Not only are female graduates less satisfied with the worth of their Yale degrees, but they also have lower incomes on average, according to survey data. Of the 335 respondents who reported earnings, 160 were men, 187 were women and three did not identify with either gender. 66 percent of those women are currently earning less than $50,000 per year, as compared to the 44 percent of men in the same income bracket. And while 36 percent of male graduates are earning more than $75,000 per year, just 17 percent of women fell in the same bracket.

Of the administrators and 18 alumni interviewed more extensively by the News, the majority said gaps in income and satisfaction can be explained by divergent career interests. Because women tend to gravitate toward less lucrative professions, those interviewed said, their subsequently lower incomes might lead them to view their Yale educations more negatively in hindsight. However, others said that a hostile environment on campus could augment feelings of dissatisfaction amongst females.

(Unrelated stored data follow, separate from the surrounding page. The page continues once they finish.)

//! Owns the single backend instance for the life of the process.
//!
//! `start` readies the backend (indices must exist before traffic is served),
//! `shutdown` consumes the lifecycle and releases it.

use std::sync::Arc;
use std::time::Duration;

use actiongraph_core::{with_timeout, ActionGraphConfig, BackendError, GraphBackend, Neo4jGraph};
use tokio_retry::strategy::{jitter, ExponentialBackoff};
use tokio_retry::RetryIf;

use crate::tracker::Tracker;

const MAX_RETRY_DELAY: Duration = Duration::from_secs(10);

pub struct Lifecycle {
    backend: Arc<dyn GraphBackend>,
    timeout: Duration,
}

impl Lifecycle {
    /// Build indices, retrying transient failures up to
    /// `backend.init_retries` times. Any other failure is returned at once.
    pub async fn start(
        config: &ActionGraphConfig,
        backend: Arc<dyn GraphBackend>,
    ) -> Result<Self, BackendError> {
        let timeout = config.backend.timeout();

        tracing::info!(
            backend = backend.name(),
            graph_uri = %config.graph.uri,
            model_endpoint = %config.model.base_url,
            llm_model = %config.model.llm_model,
            embedding_model = %config.model.embedding_model,
            "Initializing graph backend"
        );

        let retry_strategy = startup_backoff(config.backend.init_retry_delay_ms)
            .map(jitter)
            .take(config.backend.init_retries as usize);

        let result = RetryIf::start(
            retry_strategy,
            || {
                let backend = backend.clone();
                async move { with_timeout(timeout, backend.build_indices()).await }
            },
            |e: &BackendError| {
                let transient = e.is_unavailable();
                if transient {
                    tracing::warn!(error = %e, "Graph backend not ready, retrying");
                }
                transient
            },
        )
        .await;

        if let Err(e) = result {
            tracing::error!(error = %e, "Failed to initialize graph backend");
            return Err(e);
        }

        tracing::info!(backend = backend.name(), "Graph backend initialized");
        Ok(Self { backend, timeout })
    }

    /// `start` with the Neo4j backend described by `config`.
    pub async fn start_neo4j(config: &ActionGraphConfig) -> Result<Self, BackendError> {
        let backend: Arc<dyn GraphBackend> = Arc::new(Neo4jGraph::from_config(config)?);
        Self::start(config, backend).await
    }

    pub fn tracker(&self) -> Tracker {
        Tracker::new(self.backend.clone(), self.timeout)
    }

    /// Close the backend once. Failures are logged, not retried.
    pub async fn shutdown(self) {
        match with_timeout(self.timeout, self.backend.close()).await {
            Ok(()) => tracing::info!(backend = self.backend.name(), "Graph backend closed"),
            Err(e) => tracing::warn!(error = %e, "Graph backend close failed"),
        }
    }
}

/// Delays that start at `initial_ms` and double, capped at 10s.
fn startup_backoff(initial_ms: u64) -> ExponentialBackoff {
    // tokio-retry raises the base to the attempt number, then multiplies.
    ExponentialBackoff::from_millis(2)
        .factor((initial_ms / 2).max(1))
        .max_delay(MAX_RETRY_DELAY)
}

Marianne LaFrance, a professor of women, gender and sexuality studies, said the inhospitable atmosphere women often face on campus results in less worthwhile educational experiences.

“In many studies, women have been described as encountering a ‘chilly climate’ in college environments relative to men,” LaFrance said. “For example, male students continue to dominate in class discussions and then parlay their greater participation into establishing additional networking relationships with faculty members and other students. The result is educational experiences for females are less than those for male students.”

LaFrance said women might also receive less valuable educations because professors are not as willing to push or challenge them, choosing instead to gravitate toward males. She added that sexually hostile campus environments could make them feel less valued.

But Ellen Su ’13, a survey respondent, said differences in satisfaction should be attributed to postgraduate income opportunities, adding that the fields to which women gravitate — particularly those in the humanities — tend to pay less.

Ashby Cogan ’14 said that based on her experiences working at a nonprofit, women tend to follow their passions and not their wallets.

“At the nonprofit I worked in over the summer, it was really interesting to see that it was 95 percent female,” Cogan said. “I got the sense in talking to the other people who worked there that women were more inclined to do something that is helping other people rather than just enriching themselves, and that does often lead to lower incomes.”

Still, Steven Morales ’13 said this income gap does not surprise him because women make less than men nationally due to broader societal inequalities.

According to the White House, women working full-time earn just 78 cents for every dollar a man earns.

Future installments in this series will further analyze graduate satisfaction by Yale College major and level of financial aid.